[[ Raw data open ]]

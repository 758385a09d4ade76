use chrono::Utc;

use crate::config::SecurityPolicy;
use crate::domain::repository::{Notifier, UserRepository};
use crate::error::IdentityError;
use crate::password::{check_password_policy, hash_password};
use crate::token::generate_reset_token;

// ── Request reset ────────────────────────────────────────────────────────────

/// Issue a reset token. Reports success whether or not the email resolves
/// to an account, so the endpoint cannot be used to enumerate addresses.
pub struct RequestPasswordResetUseCase<U, N>
where
    U: UserRepository,
    N: Notifier,
{
    pub users: U,
    pub notifier: N,
    pub policy: SecurityPolicy,
}

impl<U, N> RequestPasswordResetUseCase<U, N>
where
    U: UserRepository,
    N: Notifier,
{
    pub async fn execute(&self, email: &str) -> Result<(), IdentityError> {
        let Some(user) = self.users.find_by_email(email).await? else {
            return Ok(());
        };

        let token = generate_reset_token();
        let expiry = Utc::now() + self.policy.reset_expiry;
        self.users.set_reset_token(&user.email, &token, expiry).await?;

        if let Err(e) = self
            .notifier
            .send_reset_link(&user.email, &user.username, &token)
            .await
        {
            tracing::warn!(error = %e, email = %user.email, "failed to enqueue reset mail");
        }

        Ok(())
    }
}

// ── Consume reset ────────────────────────────────────────────────────────────

pub struct ResetPasswordUseCase<U: UserRepository> {
    pub users: U,
    pub policy: SecurityPolicy,
}

impl<U: UserRepository> ResetPasswordUseCase<U> {
    /// Swap the password hash behind a valid token. The conditional
    /// UPDATE clears the token as it matches, so a replay (concurrent
    /// or later) finds nothing to match and reports `false`.
    pub async fn execute(&self, token: &str, new_password: &str) -> Result<bool, IdentityError> {
        check_password_policy(new_password)?;
        let new_hash = hash_password(new_password, self.policy.bcrypt_cost)?;
        self.users.consume_reset(token, &new_hash).await
    }
}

[[ Raw data closed ]]

Go through the listing above line by line and say how many lines hold the word "crate". Reply with that number only.

5